When I started, my plan was to do one illustration per page, per day and proceed in page order. It was very important to me to see this art evolve over the course of the story, the same way the narrative evolves over the course of the pages. Unfortunately, that had to become rather elastic. The overwhelming amount of work really was completed in that way. There were a few days, though, where I did have to travel so I would not create any art at all that day. Near the end I became obsessed with finishing, so I would often work ahead on the weekends to do two or three illustrations – not to hurry it, but to exploit the timeline I had.

How did you choose the style for each page? How did it develop as the book and project progressed?

Really, the style was largely determined by the tone of the content of whatever I was illustrating at the time, and very personal preference, what I wanted to do that day. I was very egotistical in that I always did what I wanted. I never considered what others might prefer in terms of the style. I thought that really mirrored the novel itself, which is a really bizarre patchwork of narrative styles and themes and ideas.

Why did you choose to create your illustration on “found paper” (old repair manuals, etc.)?

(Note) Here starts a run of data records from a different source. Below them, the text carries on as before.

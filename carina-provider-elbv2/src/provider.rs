//! ELBv2 provider: client construction and dispatch by resource type

use std::sync::Arc;
use std::time::Duration;

use aws_config::{BehaviorVersion, Region};
use aws_sdk_elasticloadbalancingv2::Client;
use carina_core::provider::{ProviderError, ProviderResult};
use carina_core::resource::{Resource, ResourceId, State};
use carina_core::retry::RetryPolicy;

use crate::api::ElbV2Api;
use crate::config::{ProviderConfig, Timeouts};
use crate::data_sources;
use crate::resources::{
    listener, listener_rule, load_balancer, target_group, target_group_attachment,
    target_group_registration, trust_store, trust_store_revocation,
};
use crate::sdk::SdkApi;

/// Elastic Load Balancing v2 provider
pub struct Elbv2Provider {
    pub(crate) api: Arc<dyn ElbV2Api>,
    pub(crate) region: String,
    pub(crate) timeouts: Timeouts,
}

impl Elbv2Provider {
    /// Create a provider talking to the AWS API
    pub async fn new(config: &ProviderConfig) -> Self {
        let mut loader = aws_config::defaults(BehaviorVersion::latest())
            .region(Region::new(config.region.clone()));
        if let Some(endpoint_url) = &config.endpoint_url {
            loader = loader.endpoint_url(endpoint_url);
        }
        if let Some(profile) = &config.profile {
            loader = loader.profile_name(profile);
        }
        let sdk_config = loader.load().await;

        Self {
            api: Arc::new(SdkApi::new(Client::new(&sdk_config))),
            region: config.region.clone(),
            timeouts: config.timeouts,
        }
    }

    /// Create with a specific API implementation (for testing)
    pub fn with_api(api: Arc<dyn ElbV2Api>, region: impl Into<String>, timeouts: Timeouts) -> Self {
        Self {
            api,
            region: region.into(),
            timeouts,
        }
    }

    pub fn region(&self) -> &str {
        &self.region
    }

    /// Retry policy bounded by `timeout`
    pub(crate) fn policy(&self, timeout: Duration) -> RetryPolicy {
        RetryPolicy::new(timeout).with_interval(self.timeouts.retry_interval)
    }

    // =========================================================================
    // Dispatch
    // =========================================================================

    pub async fn read_resource(
        &self,
        id: &ResourceId,
        identifier: Option<&str>,
    ) -> ProviderResult<State> {
        match id.resource_type.as_str() {
            load_balancer::TYPE => load_balancer::read(self, id, identifier).await,
            target_group::TYPE => target_group::read(self, id, identifier).await,
            listener::TYPE => listener::read(self, id, identifier).await,
            listener_rule::TYPE => listener_rule::read(self, id, identifier).await,
            target_group_attachment::TYPE => target_group_attachment::read(self, id, identifier).await,
            target_group_registration::TYPE => {
                target_group_registration::read(self, id, identifier).await
            }
            trust_store::TYPE => trust_store::read(self, id, identifier).await,
            trust_store_revocation::TYPE => trust_store_revocation::read(self, id, identifier).await,
            _ => Err(unknown_type(id)),
        }
    }

    pub async fn create_resource(&self, resource: &Resource) -> ProviderResult<State> {
        match resource.id.resource_type.as_str() {
            load_balancer::TYPE => load_balancer::create(self, resource).await,
            target_group::TYPE => target_group::create(self, resource).await,
            listener::TYPE => listener::create(self, resource).await,
            listener_rule::TYPE => listener_rule::create(self, resource).await,
            target_group_attachment::TYPE => target_group_attachment::create(self, resource).await,
            target_group_registration::TYPE => target_group_registration::create(self, resource).await,
            trust_store::TYPE => trust_store::create(self, resource).await,
            trust_store_revocation::TYPE => trust_store_revocation::create(self, resource).await,
            _ => Err(unknown_type(&resource.id)),
        }
    }

    pub async fn update_resource(
        &self,
        id: &ResourceId,
        identifier: &str,
        from: &State,
        to: &Resource,
    ) -> ProviderResult<State> {
        match id.resource_type.as_str() {
            load_balancer::TYPE => load_balancer::update(self, id, identifier, from, to).await,
            target_group::TYPE => target_group::update(self, id, identifier, from, to).await,
            listener::TYPE => listener::update(self, id, identifier, from, to).await,
            listener_rule::TYPE => listener_rule::update(self, id, identifier, from, to).await,
            target_group_attachment::TYPE => {
                // Every attribute forces replacement
                target_group_attachment::read(self, id, Some(identifier)).await
            }
            target_group_registration::TYPE => {
                target_group_registration::update(self, id, identifier, from, to).await
            }
            trust_store::TYPE => trust_store::update(self, id, identifier, from, to).await,
            trust_store_revocation::TYPE => {
                trust_store_revocation::read(self, id, Some(identifier)).await
            }
            _ => Err(unknown_type(id)),
        }
    }

    pub async fn delete_resource(&self, id: &ResourceId, identifier: &str) -> ProviderResult<()> {
        match id.resource_type.as_str() {
            load_balancer::TYPE => load_balancer::delete(self, id, identifier).await,
            target_group::TYPE => target_group::delete(self, id, identifier).await,
            listener::TYPE => listener::delete(self, id, identifier).await,
            listener_rule::TYPE => listener_rule::delete(self, id, identifier).await,
            target_group_attachment::TYPE => target_group_attachment::delete(self, id, identifier).await,
            target_group_registration::TYPE => {
                target_group_registration::delete(self, id, identifier).await
            }
            trust_store::TYPE => trust_store::delete(self, id, identifier).await,
            trust_store_revocation::TYPE => trust_store_revocation::delete(self, id, identifier).await,
            _ => Err(unknown_type(id)),
        }
    }

    pub async fn lookup(&self, resource: &Resource) -> ProviderResult<State> {
        let id = &resource.id;
        let attrs = &resource.attributes;
        match id.resource_type.as_str() {
            "elbv2.load_balancer" => data_sources::load_balancer::read(self, id, attrs).await,
            "elbv2.listener" => data_sources::listener::read(self, id, attrs).await,
            "elbv2.target_group" => data_sources::target_group::read(self, id, attrs).await,
            "elbv2.trust_store" => data_sources::trust_store::read(self, id, attrs).await,
            "elbv2.hosted_zone_id" => data_sources::hosted_zone_id::read(self, id, attrs),
            _ => Err(ProviderError::unsupported(id, "data source")),
        }
    }
}

fn unknown_type(id: &ResourceId) -> ProviderError {
    ProviderError::unsupported(id, "resource")
}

I became interested in found paper many years ago when I was in graduate school and I was working at a used bookstore and I was just fascinated by the way information was presented on these pages, visually. These days so much is digitally produced. What I wanted to do was reconnect with that idea that this is something that exists physically, and this is something that’s connected to the tradition of bookmaking, the tradition of print. It had to be very analog.

What is your next project?

Now that I can completely put this year behind me, I actually think I will do something similar for Joseph Conrad’s Heart of Darkness because it’s something I want to do. There’s no specific reason for it. It’s another book I’ve always seen as I’ve read it, and I’d like to be able to truly, physically see it.